Association of Oregon Loggers, Inc. v. Department of Insurance & Finance

883 P.2d 859, 130 Or. App. 594, 1995 CCH OSHD 30,842, 1994 Ore. App. LEXIS 1495
CourtCourt of Appeals of Oregon
DecidedOctober 19, 1994
DocketCA A78305
StatusPublished
Cited by6 cases

This text of 883 P.2d 859 (Association of Oregon Loggers, Inc. v. Department of Insurance & Finance) is published on Counsel Stack Legal Research, covering Court of Appeals of Oregon primary law. Counsel Stack provides free access to over 12 million legal documents including statutes, case law, regulations, and constitutions.

Bluebook
Association of Oregon Loggers, Inc. v. Department of Insurance & Finance, 883 P.2d 859, 130 Or. App. 594, 1995 CCH OSHD 30,842, 1994 Ore. App. LEXIS 1495 (Or. Ct. App. 1994).

Opinion

DEITS, P. J.

In this proceeding under ORS 183.400, petitioners challenge the validity of certain rules of the respondent Oregon Occupational Safety and Health Division (OR-OSHA) of the Department of Insurance and Finance.1 The rules were promulgated in 1992 to implement OR-OSHA’s authority under ORS chapter 654 to regulate health and safety in places of employment.

In their first two assignments, petitioners contend that the statement of need for the rules and the statement of fiscal impact were inadequate to satisfy ORS 183.335-(2)(b)(B) and (D), respectively. Their first assignment of error is that the agency’s statement of need is “categorically false,” because it incorrectly describes the agency’s legal obligation to adopt a penalty scheme. Their principal objection is to the statement in the notice that “Oregon OSHA is required by its contract with federal OSHA to adopt identical revisions to its penalties. ’ ’ Petitioners argue that, in their view, OR-OSHA is not obligated to adopt an identical penalty scheme and that, because of the agency’s misstatement of its legal obligation, the statement of need fails to give proper notice of rule-making.

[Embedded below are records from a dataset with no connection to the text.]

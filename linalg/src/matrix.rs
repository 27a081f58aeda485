use anyhow::{ensure, Result};

/// Dense `rows x cols` matrix of `f64` values with named columns.
///
/// Storage is column-major, so a whole column is one contiguous slice. That
/// is the access pattern everything downstream cares about: column scans for
/// the design expansion and per-column standardization.
#[derive(Clone, Debug, Default, PartialEq)]
pub struct DataMatrix {
    data: Vec<f64>,
    n_rows: usize,
    n_cols: usize,
    column_names: Vec<String>,
}

impl DataMatrix {
    /// A zero-filled matrix with empty column names.
    pub fn new(rows: usize, cols: usize) -> Self {
        Self {
            data: vec![0.0; rows * cols],
            n_rows: rows,
            n_cols: cols,
            column_names: vec![String::new(); cols],
        }
    }

    /// Builds a matrix from named columns, which must all have equal length.
    pub fn from_columns(columns: Vec<(String, Vec<f64>)>) -> Result<Self> {
        let n_rows = columns.first().map_or(0, |(_, values)| values.len());
        let n_cols = columns.len();
        let mut data = Vec::with_capacity(n_rows * n_cols);
        let mut column_names = Vec::with_capacity(n_cols);
        for (name, values) in columns {
            ensure!(
                values.len() == n_rows,
                "column '{}' has {} rows, expected {}",
                name,
                values.len(),
                n_rows
            );
            data.extend_from_slice(&values);
            column_names.push(name);
        }
        Ok(Self {
            data,
            n_rows,
            n_cols,
            column_names,
        })
    }

    pub fn rows(&self) -> usize {
        self.n_rows
    }

    pub fn cols(&self) -> usize {
        self.n_cols
    }

    #[inline]
    pub fn get(&self, row: usize, col: usize) -> f64 {
        debug_assert!(row < self.n_rows && col < self.n_cols);
        self.data[col * self.n_rows + row]
    }

    #[inline]
    pub fn set(&mut self, row: usize, col: usize, value: f64) {
        debug_assert!(row < self.n_rows && col < self.n_cols);
        self.data[col * self.n_rows + row] = value;
    }

    /// Contiguous view of one column.
    pub fn column(&self, col: usize) -> &[f64] {
        assert!(col < self.n_cols, "column index {col} out of range");
        &self.data[col * self.n_rows..(col + 1) * self.n_rows]
    }

    pub fn column_mut(&mut self, col: usize) -> &mut [f64] {
        assert!(col < self.n_cols, "column index {col} out of range");
        &mut self.data[col * self.n_rows..(col + 1) * self.n_rows]
    }

    pub fn copy_column(&self, col: usize) -> Vec<f64> {
        self.column(col).to_vec()
    }

    /// Replaces all column names. The count must match the column count.
    pub fn set_column_names(&mut self, names: Vec<String>) -> Result<()> {
        ensure!(
            names.len() == self.n_cols,
            "got {} column names for {} columns",
            names.len(),
            self.n_cols
        );
        self.column_names = names;
        Ok(())
    }

    pub fn column_names(&self) -> &[String] {
        &self.column_names
    }

    /// The name of a column, or a synthesized `Col_{index}` label when the
    /// column was never named.
    pub fn column_name(&self, col: usize) -> String {
        match self.column_names.get(col) {
            Some(name) if !name.is_empty() => name.clone(),
            _ => format!("Col_{col}"),
        }
    }

    pub fn find_column(&self, name: &str) -> Option<usize> {
        self.column_names.iter().position(|n| n == name)
    }

    /// Standardizes one column in place to zero mean and unit population
    /// standard deviation (divisor `n`). A zero standard deviation is treated
    /// as 1 so constant columns stay finite.
    pub fn standardize_column(&mut self, col: usize) {
        let column = self.column_mut(col);
        standardize(column);
    }
}

/// Population mean and standard deviation (divisor `n`, not `n - 1`).
pub fn population_moments(values: &[f64]) -> (f64, f64) {
    if values.is_empty() {
        return (0.0, 0.0);
    }
    let n = values.len() as f64;
    let mean = values.iter().sum::<f64>() / n;
    let variance = values.iter().map(|v| (v - mean) * (v - mean)).sum::<f64>() / n;
    (mean, variance.sqrt())
}

/// In-place population z-scoring; a zero standard deviation acts as 1.
pub fn standardize(values: &mut [f64]) {
    let (mean, std_dev) = population_moments(values);
    let std_dev = if std_dev == 0.0 { 1.0 } else { std_dev };
    for v in values.iter_mut() {
        *v = (*v - mean) / std_dev;
    }
}

#[cfg(test)]
mod tests {
    use super::*;

    fn sample_matrix() -> DataMatrix {
        DataMatrix::from_columns(vec![
            ("a".to_string(), vec![1.0, 2.0, 3.0, 4.0]),
            ("b".to_string(), vec![5.0, 5.0, 5.0, 5.0]),
            ("c".to_string(), vec![-1.0, 0.5, 2.0, 0.0]),
        ])
        .unwrap()
    }

    #[test]
    fn column_major_layout() {
        let m = sample_matrix();
        assert_eq!(m.rows(), 4);
        assert_eq!(m.cols(), 3);
        assert_eq!(m.get(2, 0), 3.0);
        assert_eq!(m.get(1, 2), 0.5);
        assert_eq!(m.column(0), &[1.0, 2.0, 3.0, 4.0]);
    }

    #[test]
    fn from_columns_rejects_ragged_input() {
        let result = DataMatrix::from_columns(vec![
            ("a".to_string(), vec![1.0, 2.0]),
            ("b".to_string(), vec![1.0]),
        ]);
        assert!(result.is_err());
    }

    #[test]
    fn column_name_fallback() {
        let m = DataMatrix::new(2, 2);
        assert_eq!(m.column_name(1), "Col_1");
        let named = sample_matrix();
        assert_eq!(named.column_name(2), "c");
        assert_eq!(named.find_column("b"), Some(1));
        assert_eq!(named.find_column("missing"), None);
    }

    #[test]
    fn standardization_yields_population_z_scores() {
        let mut m = sample_matrix();
        m.standardize_column(0);
        let (mean, std_dev) = population_moments(m.column(0));
        assert!(mean.abs() < 1e-10);
        assert!((std_dev - 1.0).abs() < 1e-10);
    }

    #[test]
    fn standardization_is_idempotent() {
        let mut m = sample_matrix();
        m.standardize_column(2);
        let once = m.column(2).to_vec();
        m.standardize_column(2);
        for (a, b) in once.iter().zip(m.column(2)) {
            assert!((a - b).abs() < 1e-12);
        }
    }

    #[test]
    fn constant_column_standardizes_to_zero() {
        let mut m = sample_matrix();
        m.standardize_column(1);
        assert!(m.column(1).iter().all(|&v| v == 0.0));
    }
}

However, even assuming that petitioners’ understanding of the law is correct, that does not render the statement of need and notice of rulemaking invalid. The purpose of the notice of rulemaking is to alert interested persons that the agency’s proposed action may have some effect on them. The notice here fulfilled that function. Indeed, the opportunity for petitioners, and others, to question the agency’s legal premises at the time of the hearing is one of the matters that the advance notice is designed to assure under the statute. See ORS 183.335(2)(a).

Petitioners argue in their second assignment of error that the agency’s fiscal impact statement was inadequate. We disagree. The notice acknowledged that it was uncertain what the impact on specific businesses due to the change in penalties might be, but stated that “historical trends and averages have been used to estimate that the penalties for the average [597]*597Oregon employer will rise by 65 percent to 75 percent or $400 to $500 per citation.” As we held in Troutlodge, Inc. v. Dept. of Fish & Wildlife, 113 Or App 123, 830 P2d 622, rev den 314 Or 392 (1992), agencies are not required to speculate as to potential fiscal impacts of their actions. They are only required to use available information in formulating the statement of fiscal impact. Based on the information available to the agency here and the uncertainly of the impacts, we hold that the agency’s statement of fiscal impact was adequate. See also Don’t Waste Oregon Com. v. Energy Facility Siting, 320 Or 132, 881 P2d 119 (1994).

In their third assignment, petitioners contend that various specific rules either exceed the agency’s statutory authority or are unconstitutional. Four statutory provisions play a prominent role in petitioners’ arguments under this assignment.2 ORS 654.025(2) provides, in relevant part:

“The director and the board may make, establish, promulgate and enforce all necessary and reasonable regulations, rules, standards, orders and other provisions for the purpose of carrying out their respective functions under ORS 654.001 to 645.295 and 654.780, notwithstanding any other statutory provisions which may be to the contrary.”

ORS 654.025(3)(c) provides:

“In the event a state of facts or condition constitutes a violation of more than one rule, regulation, standard or order of the director or any other agency pertaining to occupational safety or health, the state of facts or condition shall be the basis for the issuance of only one citation and proceeding or the assessment of only one penalty unless the statute specifically provides that a continuation of a state of facts or a condition constitutes a new violation.”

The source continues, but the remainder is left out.